▶ _Supplied material_

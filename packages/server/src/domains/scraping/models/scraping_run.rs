use anyhow::Result;
use chrono::{DateTime, Utc};
use serde::{Deserialize, Serialize};
use sqlx::PgPool;

use crate::common::ScrapingRunId;

#[derive(Debug, Clone, Copy, PartialEq, Eq, Serialize, Deserialize, sqlx::Type, Default)]
#[sqlx(type_name = "scraping_run_status", rename_all = "snake_case")]
#[serde(rename_all = "snake_case")]
pub enum ScrapingRunStatus {
    #[default]
    Pending,
    Running,
    Succeeded,
    Failed,
}

/// ScrapingRun - a triggered multi-source scrape, polled by id
#[derive(Debug, Clone, Serialize, Deserialize, sqlx::FromRow)]
#[serde(rename_all = "camelCase")]
pub struct ScrapingRun {
    pub id: ScrapingRunId,
    /// `None` means every registered source
    pub requested_sources: Option<Vec<String>>,
    pub status: ScrapingRunStatus,
    /// Per-source outcomes once the run has finished
    pub results: Option<serde_json::Value>,
    pub error: Option<String>,
    pub created_at: DateTime<Utc>,
    pub started_at: Option<DateTime<Utc>>,
    pub finished_at: Option<DateTime<Utc>>,
}

impl ScrapingRun {
    pub async fn create(sources: Option<&[String]>, pool: &PgPool) -> Result<Self> {
        sqlx::query_as::<_, Self>(
            r#"
            INSERT INTO scraping_runs (id, requested_sources)
            VALUES ($1, $2)
            RETURNING *
            "#,
        )
        .bind(ScrapingRunId::new())
        .bind(sources.map(|s| s.to_vec()))
        .fetch_one(pool)
        .await
        .map_err(Into::into)
    }

    pub async fn find_by_id(id: ScrapingRunId, pool: &PgPool) -> Result<Option<Self>> {
        sqlx::query_as::<_, Self>("SELECT * FROM scraping_runs WHERE id = $1")
            .bind(id)
            .fetch_optional(pool)
            .await
            .map_err(Into::into)
    }

    pub async fn mark_running(id: ScrapingRunId, pool: &PgPool) -> Result<()> {
        sqlx::query(
            r#"
            UPDATE scraping_runs
            SET status = 'running', started_at = NOW()
            WHERE id = $1 AND status = 'pending'
            "#,
        )
        .bind(id)
        .execute(pool)
        .await?;

        Ok(())
    }

    pub async fn mark_succeeded(
        id: ScrapingRunId,
        results: serde_json::Value,
        pool: &PgPool,
    ) -> Result<()> {
        sqlx::query(
            r#"
            UPDATE scraping_runs
            SET status = 'succeeded', results = $2, finished_at = NOW()
            WHERE id = $1
            "#,
        )
        .bind(id)
        .bind(results)
        .execute(pool)
        .await?;

        Ok(())
    }

    pub async fn mark_failed(id: ScrapingRunId, error: &str, pool: &PgPool) -> Result<()> {
        sqlx::query(
            r#"
            UPDATE scraping_runs
            SET status = 'failed', error = $2, finished_at = NOW()
            WHERE id = $1
            "#,
        )
        .bind(id)
        .bind(error)
        .execute(pool)
        .await?;

        Ok(())
    }

    /// Fail runs left pending or running by a previous process.
    pub async fn fail_abandoned(pool: &PgPool) -> Result<u64> {
        let result = sqlx::query(
            r#"
            UPDATE scraping_runs
            SET status = 'failed', error = 'interrupted by restart', finished_at = NOW()
            WHERE status IN ('pending', 'running')
            "#,
        )
        .execute(pool)
        .await?;

        Ok(result.rows_affected())
    }

    /// Fail the given runs that are still pending or running.
    pub async fn fail_unfinished(ids: &[ScrapingRunId], error: &str, pool: &PgPool) -> Result<u64> {
        let result = sqlx::query(
            r#"
            UPDATE scraping_runs
            SET status = 'failed', error = $2, finished_at = NOW()
            WHERE id = ANY($1) AND status IN ('pending', 'running')
            "#,
        )
        .bind(ids)
        .bind(error)
        .execute(pool)
        .await?;

        Ok(result.rows_affected())
    }
}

▶ _Exercise_
Pick out and copy the lines of the entries that hold the string "Self".

▶ _Answer for the task_
    pub async fn create(sources: Option<&[String]>, pool: &PgPool) -> Result<Self> {
        sqlx::query_as::<_, Self>(
    pub async fn find_by_id(id: ScrapingRunId, pool: &PgPool) -> Result<Option<Self>> {
        sqlx::query_as::<_, Self>("SELECT * FROM scraping_runs WHERE id = $1")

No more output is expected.